Law enforcement agencies across the United Kingdom effectively campaigned to use a facial recognition system acknowledged as discriminatory against women, young people, and members of ethnic minority groups, following complaints that a more accurate version produced fewer investigative leads.

How the System Works

UK forces use the police national database (PND) to carry out searches using historical face recognition. This process involves comparing a “probe image” of a suspect against a repository of more than 19 million custody photos to find potential matches.

Acknowledged Discrimination

The UK interior ministry admitted last week that the technology was flawed. This acknowledgment followed a review by the government's National Physical Laboratory determined it incorrectly matched Black and Asian people and women at much greater frequency than Caucasian males. The Home Office said it “took steps on the findings”.

“This raises the issue of whether facial recognition only becomes effective if users accept discrimination in ethnicity and gender. Convenience is a weak argument for overriding basic freedoms.”

Long-Standing Problem

Internal documents reveal that this discriminatory flaw has been recognized for over twelve months. Furthermore, police forces lobbied to reverse an earlier ruling that was designed to address the problem.

Senior officers were informed of the system's bias in September 2024. The government-ordered laboratory study concluded the system was more likely to suggest incorrect matches for images depicting females, Black people, and those under 40 years old.

A Policy U-Turn

In reaction, the National Police Chiefs’ Council (NPCC) mandated that the accuracy setting required for potential matches be increased to a point where the bias was greatly diminished.

However, this directive was overturned the following month after forces complained that the adjusted system was producing fewer “investigative leads”. Internal records show the stricter setting cut the proportion of queries that yielded possible identifications from 56% to a just under 15%.

Severe Disparities

Although the Home Office and NPCC refused to say what setting is now in operation, the recent independent review discovered the system could generate false positives for women of Black heritage almost 100 times more frequently than for Caucasian women at specific configurations.

The Home Office commented on these findings: “Our evaluation identified that in a specific scenarios the software is has a greater tendency to incorrectly include some demographic groups in its match reports.”

Operational Effectiveness vs.

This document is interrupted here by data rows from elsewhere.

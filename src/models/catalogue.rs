//! Model catalogues: the keys they add to the parameter file, their default priors
//! and the builders that turn a noise-model entry into signal terms.

use std::collections::HashMap;

use crate::config::schema::FieldSchema;
use crate::data::Pulsar;
use crate::domain::{ModelConfig, Value};
use crate::error::WarpError;
use crate::models::signal::{Prior, SignalModel};

/// Everything a builder may read while constructing a term.
#[derive(Debug, Clone, Copy)]
pub struct BuildContext<'a> {
    pub params: &'a ModelConfig,
    /// The pulsar being modelled; `None` for common signals.
    pub pulsar: Option<&'a Pulsar>,
    /// Span used for Fourier frequency sampling, in seconds.
    pub tspan: f64,
}

impl BuildContext<'_> {
    /// Prior configured under `key` for this model.
    pub fn prior(&self, key: &str) -> Result<Prior, WarpError> {
        let value = self.value(key)?;
        Prior::from_value(key, value)
    }

    pub fn value(&self, key: &str) -> Result<&Value, WarpError> {
        self.params.fields.get(key).ok_or_else(|| WarpError::MissingField {
            key: key.to_string(),
        })
    }

    /// Non-negative integer setting, e.g. a number of Fourier components.
    pub fn count(&self, key: &str) -> Result<usize, WarpError> {
        let value = self.value(key)?;
        value
            .as_i64()
            .and_then(|n| usize::try_from(n).ok())
            .ok_or_else(|| WarpError::InvalidField {
                key: key.to_string(),
                message: format!("expected a non-negative integer, got {value}"),
            })
    }
}

/// Builds the terms of one signal type for a given option (`"by_backend"`, `"hd"`, ...).
pub type SignalBuilder = Box<dyn Fn(&BuildContext<'_>, &serde_json::Value) -> Result<SignalModel, WarpError>>;

/// Signal builders by name, split into array-wide and per-pulsar signals.
#[derive(Default)]
pub struct SignalRegistry {
    common: HashMap<String, SignalBuilder>,
    single: HashMap<String, SignalBuilder>,
}

impl SignalRegistry {
    pub fn new() -> Self {
        Self::default()
    }

    pub fn register_common<F>(&mut self, name: &str, builder: F)
    where
        F: Fn(&BuildContext<'_>, &serde_json::Value) -> Result<SignalModel, WarpError> + 'static,
    {
        self.common.insert(name.to_string(), Box::new(builder));
    }

    pub fn register_single<F>(&mut self, name: &str, builder: F)
    where
        F: Fn(&BuildContext<'_>, &serde_json::Value) -> Result<SignalModel, WarpError> + 'static,
    {
        self.single.insert(name.to_string(), Box::new(builder));
    }

    pub fn build_common(
        &self,
        signal: &str,
        ctx: &BuildContext<'_>,
        option: &serde_json::Value,
    ) -> Result<SignalModel, WarpError> {
        let builder = self.common.get(signal).ok_or_else(|| WarpError::UnknownSignalType {
            scope: "common",
            signal: signal.to_string(),
        })?;
        builder(ctx, option)
    }

    pub fn build_single(
        &self,
        signal: &str,
        ctx: &BuildContext<'_>,
        option: &serde_json::Value,
    ) -> Result<SignalModel, WarpError> {
        let builder = self.single.get(signal).ok_or_else(|| WarpError::UnknownSignalType {
            scope: "single-pulsar",
            signal: signal.to_string(),
        })?;
        builder(ctx, option)
    }

    pub fn common_names(&self) -> Vec<&str> {
        let mut names: Vec<&str> = self.common.keys().map(String::as_str).collect();
        names.sort_unstable();
        names
    }

    pub fn single_names(&self) -> Vec<&str> {
        let mut names: Vec<&str> = self.single.keys().map(String::as_str).collect();
        names.sort_unstable();
        names
    }
}

impl std::fmt::Debug for SignalRegistry {
    fn fmt(&self, f: &mut std::fmt::Formatter<'_>) -> std::fmt::Result {
        f.debug_struct("SignalRegistry")
            .field("common", &self.common_names())
            .field("single", &self.single_names())
            .finish()
    }
}

/// A family of noise models usable from parameter files.
pub trait ModelCatalogue {
    fn name(&self) -> &str;

    /// Parameter-file keys this catalogue understands, on top of the base schema.
    fn label_attr_map(&self) -> FieldSchema;

    /// Default prior settings, applied to the global namespace when absent.
    fn priors(&self) -> Vec<(String, Value)>;

    fn registry(&self) -> &SignalRegistry;
}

Bias

Describing the impact of the temporary raise to the system's accuracy setting, the NPCC documents note: “The change significantly reduces the impact of bias across protected characteristics of race, age and gender but had a significant negative impact on operational effectiveness”. The papers further note that police units argued that “a once effective tactic now delivered results of limited benefit”.

Wider Implementation Proposals

Meanwhile, the UK administration has launched a ten-week consultation on its proposals to widen the use of facial recognition technology. Policing minister Sarah Jones has labeled the technology as the “most significant advance since DNA matching”.

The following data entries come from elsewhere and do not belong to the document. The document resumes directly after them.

//! Pulsar loading with a content-addressed cache of the loaded collection.
//!
//! Parsing many `.par`/`.tim` pairs is slow, so batch runs keep the loaded
//! collection under `<out>/.psrs_cache/<sha1(sorted names + ephemeris)>`. A cache
//! hit is trusted as-is: edits to the underlying files are not detected unless the
//! pulsar list or the ephemeris changes.

use std::fs::{self, File};
use std::io::{BufReader, BufWriter, Write};
use std::path::{Path, PathBuf};

use sha1::{Digest, Sha1};
use tracing::{info, warn};

use crate::data::pulsar::{Pulsar, PulsarLoader, pulsar_name_from_path};
use crate::domain::RunConfig;
use crate::error::WarpError;

/// Directory (under the output directory) where loaded collections are cached.
pub const CACHE_DIR_NAME: &str = ".psrs_cache";

/// Whether the run analyses every pulsar at once or a single one.
#[derive(Debug, Clone, Copy, PartialEq, Eq)]
pub enum LoadMode {
    Batch,
    Single { index: usize },
}

/// Matched `.par`/`.tim` files, each list sorted by file name.
#[derive(Debug, Clone, PartialEq, Eq)]
pub struct DataFiles {
    pub par: Vec<PathBuf>,
    pub tim: Vec<PathBuf>,
}

/// Loaded pulsars plus what the rest of the run derives from them.
#[derive(Debug, Clone)]
pub struct PulsarSet {
    pub pulsars: Vec<Pulsar>,
    /// Time span in seconds used for Fourier frequency sampling.
    pub tspan: f64,
    /// Output directory of this run (created).
    pub directory: PathBuf,
    pub mode: LoadMode,
}

impl PulsarSet {
    pub fn names(&self) -> Vec<&str> {
        self.pulsars.iter().map(|p| p.name.as_str()).collect()
    }
}

/// List `*.par` and `*.tim` files of `datadir`; the two counts must agree.
pub fn find_data_files(datadir: &Path) -> Result<DataFiles, WarpError> {
    let mut par = Vec::new();
    let mut tim = Vec::new();
    let entries = fs::read_dir(datadir).map_err(|e| WarpError::io(datadir, e))?;
    for entry in entries {
        let path = entry.map_err(|e| WarpError::io(datadir, e))?.path();
        if !path.is_file() {
            continue;
        }
        match path.extension().and_then(|e| e.to_str()) {
            Some("par") => par.push(path),
            Some("tim") => tim.push(path),
            _ => {}
        }
    }
    par.sort();
    tim.sort();

    info!(count = par.len(), "number of .par files");
    info!(count = tim.len(), "number of .tim files");
    if par.len() != tim.len() {
        return Err(WarpError::DataFileCountMismatch {
            datadir: datadir.to_path_buf(),
            par: par.len(),
            tim: tim.len(),
        });
    }

    Ok(DataFiles { par, tim })
}

/// Cache file name for a set of pulsar names and an ephemeris.
pub fn cache_key(names: &[String], ephem: &str) -> String {
    let mut sorted: Vec<&str> = names.iter().map(String::as_str).collect();
    sorted.sort_unstable();
    let mut hasher = Sha1::new();
    hasher.update(sorted.concat().as_bytes());
    hasher.update(ephem.as_bytes());
    format!("{:x}", hasher.finalize())
}

/// Read a cached pulsar collection.
pub fn restore(path: &Path) -> Result<Vec<Pulsar>, WarpError> {
    let cache_err = |message: String| WarpError::CacheLoad {
        path: path.to_path_buf(),
        message,
    };
    let file = File::open(path).map_err(|e| cache_err(e.to_string()))?;
    rmp_serde::from_read(BufReader::new(file)).map_err(|e| cache_err(e.to_string()))
}

/// Write a pulsar collection to `path`.
///
/// The data goes to a temporary file in the same directory first and is renamed
/// into place, so concurrent runs never observe a partially written cache.
pub fn store(path: &Path, pulsars: &[Pulsar]) -> Result<(), WarpError> {
    let dir = path.parent().unwrap_or_else(|| Path::new("."));
    fs::create_dir_all(dir).map_err(|e| WarpError::io(dir, e))?;

    let tmp = tempfile::NamedTempFile::new_in(dir).map_err(|e| WarpError::io(dir, e))?;
    {
        let mut writer = BufWriter::new(tmp.as_file());
        rmp_serde::encode::write_named(&mut writer, pulsars).map_err(|e| {
            WarpError::io(path, std::io::Error::other(e.to_string()))
        })?;
        writer.flush().map_err(|e| WarpError::io(path, e))?;
    }
    tmp.persist(path).map_err(|e| WarpError::io(path, e.error))?;
    Ok(())
}

/// Load the pulsars of a run.
///
/// `num` selects the pulsar in single-pulsar mode (`allpulsars: False`).
pub fn init_pulsars(run: &RunConfig, num: usize, loader: &dyn PulsarLoader) -> Result<PulsarSet, WarpError> {
    let globals = &run.globals;
    let out = PathBuf::from(globals.require_str("out")?);
    let datadir = PathBuf::from(globals.require_str("datadir")?);
    let allpulsars = globals.get_bool("allpulsars").ok_or_else(|| WarpError::MissingField {
        key: "allpulsars".to_string(),
    })?;
    let ephem = globals.get_str("ssephem");
    let clock = globals.get_str("clock");

    let files = find_data_files(&datadir)?;

    let set = if allpulsars {
        load_batch(run, &files, &out, ephem, clock, loader)?
    } else {
        load_single(&files, num, &out, ephem, clock, loader)?
    };

    fs::create_dir_all(&set.directory).map_err(|e| WarpError::io(&set.directory, e))?;
    Ok(set)
}

fn load_batch(
    run: &RunConfig,
    files: &DataFiles,
    out: &Path,
    ephem: Option<&str>,
    clock: Option<&str>,
    loader: &dyn PulsarLoader,
) -> Result<PulsarSet, WarpError> {
    let psrlist = run.psrlist();
    let ephem_id = ephem.unwrap_or_default();

    let pulsars = match cached_pulsars(run, &psrlist, ephem_id) {
        Some(pulsars) => {
            info!(count = pulsars.len(), "using pulsars from cache");
            pulsars
        }
        None => {
            info!("loading pulsars");
            let mut pulsars = Vec::new();
            let mut loaded = Vec::new();
            for (par, tim) in files.par.iter().zip(&files.tim) {
                let pname = pulsar_name_from_path(par);
                if psrlist.is_empty() || psrlist.contains(&pname) {
                    pulsars.push(loader.load(par, tim, ephem, clock)?);
                    loaded.push(pname);
                }
            }
            // Keyed by the file-derived names, which is what the next run will
            // ask for through `psrlist`.
            let cache_file = out.join(CACHE_DIR_NAME).join(cache_key(&loaded, ephem_id));
            info!(path = %cache_file.display(), "writing pulsars to cache");
            store(&cache_file, &pulsars)?;
            pulsars
        }
    };

    let tspan = batch_tspan(&pulsars).ok_or_else(|| WarpError::NoPulsars {
        datadir: PathBuf::from(run.globals.get_str("datadir").unwrap_or_default()),
    })?;

    Ok(PulsarSet {
        pulsars,
        tspan,
        directory: out.to_path_buf(),
        mode: LoadMode::Batch,
    })
}

/// Cached collection for this run, if one is configured and readable.
fn cached_pulsars(run: &RunConfig, psrlist: &[String], ephem_id: &str) -> Option<Vec<Pulsar>> {
    let cachefile = run.globals.get_path("psrcachefile");
    let cachedir = run.globals.get_path("psrcachedir");

    let path = match (cachefile, cachedir) {
        (Some(file), _) => file,
        (None, Some(dir)) if !psrlist.is_empty() => dir.join(cache_key(psrlist, ephem_id)),
        _ => {
            info!("condition for loading pulsars from cache is not satisfied");
            return None;
        }
    };

    info!(path = %path.display(), "attempting to load pulsar objects from cache");
    if !path.exists() {
        info!("could not load pulsars from cache: file does not exist");
        return None;
    }
    match restore(&path) {
        Ok(pulsars) => Some(pulsars),
        Err(err) => {
            warn!("{err}; loading from .par/.tim files instead");
            None
        }
    }
}

/// Maximum TOA minus minimum TOA over all pulsars.
pub fn batch_tspan(pulsars: &[Pulsar]) -> Option<f64> {
    let ranges: Vec<(f64, f64)> = pulsars.iter().filter_map(Pulsar::toa_range).collect();
    let tmin = ranges.iter().map(|r| r.0).reduce(f64::min)?;
    let tmax = ranges.iter().map(|r| r.1).reduce(f64::max)?;
    Some(tmax - tmin)
}

fn load_single(
    files: &DataFiles,
    num: usize,
    out: &Path,
    ephem: Option<&str>,
    clock: Option<&str>,
    loader: &dyn PulsarLoader,
) -> Result<PulsarSet, WarpError> {
    let (Some(par), Some(tim)) = (files.par.get(num), files.tim.get(num)) else {
        return Err(WarpError::PulsarIndexOutOfRange {
            index: num,
            count: files.par.len(),
        });
    };
    info!(par = %par.display(), tim = %tim.display(), "loading single pulsar");

    let pulsar = loader.load(par, tim, ephem, clock)?;
    let tspan = pulsar.tspan();
    let directory = out.join(format!("{num}_{}", pulsar.name));

    Ok(PulsarSet {
        pulsars: vec![pulsar],
        tspan,
        directory,
        mode: LoadMode::Single { index: num },
    })
}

Expert and Oversight Concerns

Abimbola Johnson, chair of the advisory panel for the national policing equality strategy, commented: “There was scant discussion through equality strategy sessions of the facial recognition rollout despite obvious cross-over with the plan’s concerns.

“These revelations demonstrate yet again that the pledges to combat discrimination the police has made via the race action plan are failing to be integrated into wider practice. Independent assessments have cautioned that innovative tools are being rolled out in a landscape where ethnic inequalities, weak scrutiny and poor data collection already persist.

“Any use of facial recognition must meet rigorous official guidelines, be independently scrutinised, and prove it diminishes rather than compounds ethnic bias.”

Home Office Response

A government representative stated: “The Home Office takes the findings of the report seriously and we have already taken action. A new algorithm has been independently tested and procured, which has no statistically significant bias. It will be trialled early next year and will be subject to evaluation.

“Our priority is ensuring public safety. This revolutionary tool will assist police to put criminals and rapists behind bars. There is officer review in every step of the procedure and no further action would be pursued without trained officers meticulously examining the output.”